The act aims to enshrine greater freedoms for schools given academy status. Janet Daley says this will liberate schools from "monolithic local authority control" while journalist Toby Young said the act will revitalise the goal of the existing academies system to provide an increased level of choice for parents. Professor Alan Smithers of the University of Buckingham said that the plan to increase autonomy for a select number of schools will be divisive and disadvantaged children would lose out. Supporters say that the "pupil premium" (which is not included within the Academies Act but will be brought forward in forthcoming legislation) will countermand this by allocating extra funds for schools with a greater intake of disadvantaged children.

Criticism of provisions in the act have also come from the British Humanist Association, the Local Government Information Unit, the Liberal Democrat Education Association, teachers' unions, the Campaign for Science and Engineering, the Institute of Education and Sir Peter Newsam, former Chief Schools Adjudicator.

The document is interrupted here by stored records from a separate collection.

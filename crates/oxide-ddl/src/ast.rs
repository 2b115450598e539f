//! Schema document produced by the parser and consumed by the generators.
//!
//! The tree is plain data: decorator and type arguments are kept as the raw
//! literal strings written in source, and decorator arguments remember
//! whether they were quoted. Their meaning is dialect-specific and is
//! resolved by the generators.

use std::fmt;

/// Root of a parsed schema file.
#[derive(Debug, Clone, Default, PartialEq, Eq)]
pub struct SchemaDocument {
    /// Model declarations in source order.
    pub models: Vec<ModelDecl>,
    /// Raw SQL passthrough statements in source order.
    pub raw_statements: Vec<RawSql>,
}

impl SchemaDocument {
    /// Returns the model with the given name.
    #[must_use]
    pub fn model(&self, name: &str) -> Option<&ModelDecl> {
        self.models.iter().find(|m| m.name == name)
    }

    /// Returns true if the document declares nothing.
    #[must_use]
    pub fn is_empty(&self) -> bool {
        self.models.is_empty() && self.raw_statements.is_empty()
    }
}

/// A `model Name { ... }` block, one table.
#[derive(Debug, Clone, PartialEq, Eq)]
pub struct ModelDecl {
    /// Table name.
    pub name: String,
    /// Columns in source order. Never empty.
    pub columns: Vec<ColumnDecl>,
}

impl ModelDecl {
    /// Returns the column with the given name.
    #[must_use]
    pub fn column(&self, name: &str) -> Option<&ColumnDecl> {
        self.columns.iter().find(|c| c.name == name)
    }
}

/// One column line inside a model.
#[derive(Debug, Clone, PartialEq, Eq)]
pub struct ColumnDecl {
    /// Column name.
    pub name: String,
    /// Declared type.
    pub ty: TypeRef,
    /// Decorators in source order. Names are unique within a column.
    pub decorators: Vec<DecoratorUse>,
}

impl ColumnDecl {
    /// Returns the decorator with the given name.
    #[must_use]
    pub fn decorator(&self, name: DecoratorName) -> Option<&DecoratorUse> {
        self.decorators.iter().find(|d| d.name == name)
    }

    /// Returns true if the column carries the given decorator.
    #[must_use]
    pub fn has_decorator(&self, name: DecoratorName) -> bool {
        self.decorator(name).is_some()
    }
}

/// A column type with its raw arguments, e.g. `VarChar(255)`.
#[derive(Debug, Clone, PartialEq, Eq)]
pub struct TypeRef {
    /// Type name.
    pub name: TypeName,
    /// Raw literal arguments.
    pub args: Vec<String>,
}

impl TypeRef {
    /// Creates a type reference without arguments.
    #[must_use]
    pub const fn new(name: TypeName) -> Self {
        Self {
            name,
            args: Vec::new(),
        }
    }

    /// Adds arguments to the type reference.
    #[must_use]
    pub fn with_args<I, S>(mut self, args: I) -> Self
    where
        I: IntoIterator<Item = S>,
        S: Into<String>,
    {
        self.args.extend(args.into_iter().map(Into::into));
        self
    }
}

/// Column types the DSL understands.
#[derive(Debug, Clone, Copy, PartialEq, Eq, Hash)]
pub enum TypeName {
    /// Auto-incrementing 32-bit integer.
    Serial,
    /// Auto-incrementing 64-bit integer.
    BigSerial,
    /// 32-bit integer.
    Int,
    /// 64-bit integer.
    BigInt,
    /// 16-bit integer.
    SmallInt,
    /// Single precision float.
    Float,
    /// Double precision float.
    Double,
    /// Exact numeric with precision and scale.
    Decimal,
    /// Boolean.
    Boolean,
    /// Unbounded text.
    Text,
    /// Variable-length string with a maximum length.
    VarChar,
    /// Fixed-length string.
    Char,
    /// Date only.
    Date,
    /// Time only.
    Time,
    /// Date and time.
    Timestamp,
    /// JSON document.
    Json,
    /// UUID.
    Uuid,
    /// Binary large object.
    Blob,
    /// One of a fixed set of string values.
    Enum,
}

impl TypeName {
    const ALL: [Self; 19] = [
        Self::Serial,
        Self::BigSerial,
        Self::Int,
        Self::BigInt,
        Self::SmallInt,
        Self::Float,
        Self::Double,
        Self::Decimal,
        Self::Boolean,
        Self::Text,
        Self::VarChar,
        Self::Char,
        Self::Date,
        Self::Time,
        Self::Timestamp,
        Self::Json,
        Self::Uuid,
        Self::Blob,
        Self::Enum,
    ];

    /// Looks up a type by name, ignoring ASCII case.
    #[must_use]
    pub fn from_name(name: &str) -> Option<Self> {
        Self::ALL
            .into_iter()
            .find(|ty| ty.as_str().eq_ignore_ascii_case(name))
    }

    /// Returns the canonical spelling.
    #[must_use]
    pub const fn as_str(&self) -> &'static str {
        match self {
            Self::Serial => "Serial",
            Self::BigSerial => "BigSerial",
            Self::Int => "Int",
            Self::BigInt => "BigInt",
            Self::SmallInt => "SmallInt",
            Self::Float => "Float",
            Self::Double => "Double",
            Self::Decimal => "Decimal",
            Self::Boolean => "Boolean",
            Self::Text => "Text",
            Self::VarChar => "VarChar",
            Self::Char => "Char",
            Self::Date => "Date",
            Self::Time => "Time",
            Self::Timestamp => "Timestamp",
            Self::Json => "Json",
            Self::Uuid => "Uuid",
            Self::Blob => "Blob",
            Self::Enum => "Enum",
        }
    }
}

impl fmt::Display for TypeName {
    fn fmt(&self, f: &mut fmt::Formatter<'_>) -> fmt::Result {
        f.write_str(self.as_str())
    }
}

/// One decorator argument.
#[derive(Debug, Clone, PartialEq, Eq)]
pub struct Argument {
    /// The literal, with quotes removed and escapes resolved.
    pub value: String,
    /// True if the argument was written as a string literal.
    pub quoted: bool,
}

impl Argument {
    /// Creates an argument written without quotes (`now`, `42`, `User.id`).
    #[must_use]
    pub fn bare(value: impl Into<String>) -> Self {
        Self {
            value: value.into(),
            quoted: false,
        }
    }

    /// Creates an argument written as a string literal (`'draft'`).
    #[must_use]
    pub fn quoted(value: impl Into<String>) -> Self {
        Self {
            value: value.into(),
            quoted: true,
        }
    }
}

impl From<&str> for Argument {
    fn from(value: &str) -> Self {
        Self::bare(value)
    }
}

impl From<String> for Argument {
    fn from(value: String) -> Self {
        Self::bare(value)
    }
}

impl PartialEq<&str> for Argument {
    fn eq(&self, other: &&str) -> bool {
        self.value == *other
    }
}

/// A decorator as written on a column, e.g. `@default('draft')`.
#[derive(Debug, Clone, PartialEq, Eq)]
pub struct DecoratorUse {
    /// Decorator name.
    pub name: DecoratorName,
    /// Arguments in source order.
    pub args: Vec<Argument>,
}

impl DecoratorUse {
    /// Creates a decorator use.
    #[must_use]
    pub fn new<I, S>(name: DecoratorName, args: I) -> Self
    where
        I: IntoIterator<Item = S>,
        S: Into<Argument>,
    {
        Self {
            name,
            args: args.into_iter().map(Into::into).collect(),
        }
    }
}

/// The closed set of column decorators.
#[derive(Debug, Clone, Copy, PartialEq, Eq, Hash)]
pub enum DecoratorName {
    /// `@pk`
    Pk,
    /// `@unique`
    Unique,
    /// `@notnull`
    NotNull,
    /// `@default(value)`
    Default,
    /// `@ref(Table.column)`
    Ref,
    /// `@onDelete(action)`
    OnDelete,
}

impl DecoratorName {
    /// Looks up a decorator by its exact source name.
    #[must_use]
    pub fn from_name(name: &str) -> Option<Self> {
        match name {
            "pk" => Some(Self::Pk),
            "unique" => Some(Self::Unique),
            "notnull" => Some(Self::NotNull),
            "default" => Some(Self::Default),
            "ref" => Some(Self::Ref),
            "onDelete" => Some(Self::OnDelete),
            _ => None,
        }
    }

    /// Returns the source name without the `@` sigil.
    #[must_use]
    pub const fn as_str(&self) -> &'static str {
        match self {
            Self::Pk => "pk",
            Self::Unique => "unique",
            Self::NotNull => "notnull",
            Self::Default => "default",
            Self::Ref => "ref",
            Self::OnDelete => "onDelete",
        }
    }
}

impl fmt::Display for DecoratorName {
    fn fmt(&self, f: &mut fmt::Formatter<'_>) -> fmt::Result {
        write!(f, "@{}", self.as_str())
    }
}

/// A raw SQL statement copied verbatim into generated output.
#[derive(Debug, Clone, PartialEq, Eq)]
pub struct RawSql {
    /// The statement text, without a trailing `;`.
    pub sql: String,
}

#[cfg(test)]
mod tests {
    use super::*;

    #[test]
    fn test_type_name_lookup_ignores_case() {
        assert_eq!(TypeName::from_name("VarChar"), Some(TypeName::VarChar));
        assert_eq!(TypeName::from_name("varchar"), Some(TypeName::VarChar));
        assert_eq!(TypeName::from_name("BIGSERIAL"), Some(TypeName::BigSerial));
        assert_eq!(TypeName::from_name("Money"), None);
    }

    #[test]
    fn test_decorator_lookup_is_exact() {
        assert_eq!(DecoratorName::from_name("onDelete"), Some(DecoratorName::OnDelete));
        assert_eq!(DecoratorName::from_name("ondelete"), None);
        assert_eq!(DecoratorName::Pk.to_string(), "@pk");
    }

    #[test]
    fn test_column_decorator_lookup() {
        let column = ColumnDecl {
            name: "id".into(),
            ty: TypeRef::new(TypeName::Serial),
            decorators: vec![DecoratorUse::new(DecoratorName::Pk, Vec::<String>::new())],
        };
        assert!(column.has_decorator(DecoratorName::Pk));
        assert!(!column.has_decorator(DecoratorName::Unique));
    }
}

The element of the act which eliminates the requirement for there to be local consultation was criticised as undemocratic by education lawyers and the National Governors' Association. The National Grammar Schools Association warned grammar schools against becoming academies, saying that "there are fears that academies may not be legally defined as 'maintained' schools, in which case they may lose the statutory protection of requiring a parental ballot before they are turned into comprehensive schools."